General information
- Status: Completed
- Type: Convention center
- Location: Clark Freeport Zone, Pampanga, Philippines
- Coordinates: 15°11′15″N 120°30′38″E﻿ / ﻿15.18748°N 120.51056°E
- Completed: 2016
- Renovated: 2017

Technical details
- Floor area: 5,300 m^{2} (57,000 sq ft)

= ASEAN Convention Center =

The ASEAN Convention Center, formerly the Fontana Convention Center, is a convention center at the Clark Freeport Zone in Pampanga, Philippines.

The building was originally constructed in February 2016 and was meant as one of the venues of one of the ministerial meetings of the 2017 ASEAN Summit.

It was renovated by Budji+Royal Architects for four months 2017 and was renamed as the ASEAN Convention Center and the venue hosted the 11th ASEAN Defense Ministers' Meeting.

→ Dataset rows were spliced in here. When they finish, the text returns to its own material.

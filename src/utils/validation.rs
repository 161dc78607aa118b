use axum::{http::StatusCode, Json};
use serde::Serialize;
use serde_json::json;
use validator::ValidationErrors;

/// The field-level error shape shared by every validated endpoint.
#[derive(Serialize, Clone, Debug, PartialEq, Eq)]
pub struct FieldError {
    pub field: String,
    pub message: String,
}

impl FieldError {
    pub fn new(field: impl Into<String>, message: impl Into<String>) -> FieldError {
        FieldError {
            field: field.into(),
            message: message.into(),
        }
    }
}

pub fn into_field_errors(errors: ValidationErrors) -> Vec<FieldError> {
    errors
        .field_errors()
        .iter()
        .flat_map(|(field, errors)| {
            errors.iter().map(|error| FieldError {
                field: field.to_string(),
                message: error
                    .message
                    .clone()
                    .map(|message| message.to_string())
                    .unwrap_or_else(|| error.code.to_string()),
            })
        })
        .collect()
}

pub fn into_response(errors: ValidationErrors) -> (StatusCode, Json<serde_json::Value>) {
    (StatusCode::BAD_REQUEST, Json(json!(into_field_errors(errors))))
}
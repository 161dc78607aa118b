use chrono::NaiveDateTime;
use serde::{Deserialize, Serialize};
use sqlx::PgExecutor;

/// One entry of an order's frozen line-item manifest. The price recorded
/// here is the product's price at read time; orders do not freeze prices.
#[derive(Serialize, Deserialize, Clone, Debug)]
pub struct OrderLine {
    pub id: String,
    pub product_id: String,
    pub title: String,
    pub quantity: i32,
    pub price: i32,
    pub line_total: i64,
}

/// A checked-out cart together with its line-item manifest.
#[derive(Serialize, Clone, Debug, sqlx::FromRow)]
pub struct Order {
    pub id: String,
    pub owner_id: String,
    pub name: Option<String>,
    pub address: Option<String>,
    pub placed_at: Option<NaiveDateTime>,
    pub created_at: NaiveDateTime,
    pub items: sqlx::types::Json<Vec<OrderLine>>,
    pub total: i64,
}

#[derive(sqlx::FromRow)]
struct OrderWithCount {
    #[sqlx(flatten)]
    order: Order,
    total_count: i64,
}

#[derive(Debug)]
pub enum Error {
    UnexpectedError,
}

const ORDER_SELECT: &str = "
    WITH manifests AS (
        SELECT
            cart_items.cart_id,
            JSONB_AGG(
                JSONB_BUILD_OBJECT(
                    'id', cart_items.id,
                    'product_id', cart_items.product_id,
                    'title', products.title,
                    'quantity', cart_items.quantity,
                    'price', products.price,
                    'line_total', cart_items.quantity::BIGINT * products.price
                )
                ORDER BY cart_items.created_at, cart_items.id
            ) AS items,
            SUM(cart_items.quantity::BIGINT * products.price)::BIGINT AS total
        FROM cart_items
        INNER JOIN products ON products.id = cart_items.product_id
        GROUP BY cart_items.cart_id
    )
    SELECT
        carts.id,
        carts.owner_id,
        carts.name,
        carts.address,
        carts.placed_at,
        carts.created_at,
        COALESCE(manifests.items, '[]'::JSONB) AS items,
        COALESCE(manifests.total, 0) AS total,
        COUNT(*) OVER () AS total_count
    FROM carts
    LEFT JOIN manifests ON manifests.cart_id = carts.id
    WHERE carts.status = 'CHECKED_OUT'
";

pub async fn find_many<'e, E: PgExecutor<'e>>(
    e: E,
    owner_id: Option<String>,
    offset: u32,
    limit: u32,
) -> Result<(Vec<Order>, u32), Error> {
    let query = format!(
        "
        {ORDER_SELECT}
            AND ($1::TEXT IS NULL OR carts.owner_id = $1)
        ORDER BY carts.placed_at DESC
        OFFSET $2 LIMIT $3
        "
    );

    let rows = sqlx::query_as::<_, OrderWithCount>(query.as_str())
        .bind(owner_id)
        .bind(offset as i64)
        .bind(limit as i64)
        .fetch_all(e)
        .await
        .map_err(|err| {
            tracing::error!("Error occurred while trying to fetch many orders: {}", err);
            Error::UnexpectedError
        })?;

    let total = rows.first().map(|row| row.total_count as u32).unwrap_or(0);
    Ok((rows.into_iter().map(|row| row.order).collect(), total))
}

pub async fn find_by_id<'e, E: PgExecutor<'e>>(e: E, id: String) -> Result<Option<Order>, Error> {
    let query = format!("{ORDER_SELECT} AND carts.id = $1");

    sqlx::query_as::<_, OrderWithCount>(query.as_str())
        .bind(id.clone())
        .fetch_optional(e)
        .await
        .map(|row| row.map(|row| row.order))
        .map_err(|err| {
            tracing::error!(
                "Error occurred while trying to fetch order by id {}: {}",
                id,
                err
            );
            Error::UnexpectedError
        })
}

The convention center covers an area of 5300 sqm and has a lobby, four banquet halls and has four Presidential rooms. Its facade was previously yellow in color prior to the 2017 renovations.

The judo, jujitsu, and kurash competitions of the 2019 Southeast Asian Games are scheduled to be held at the convention center. During the COVID-19 pandemic, the convention center was temporarily converted to a 150-bed quarantine facility.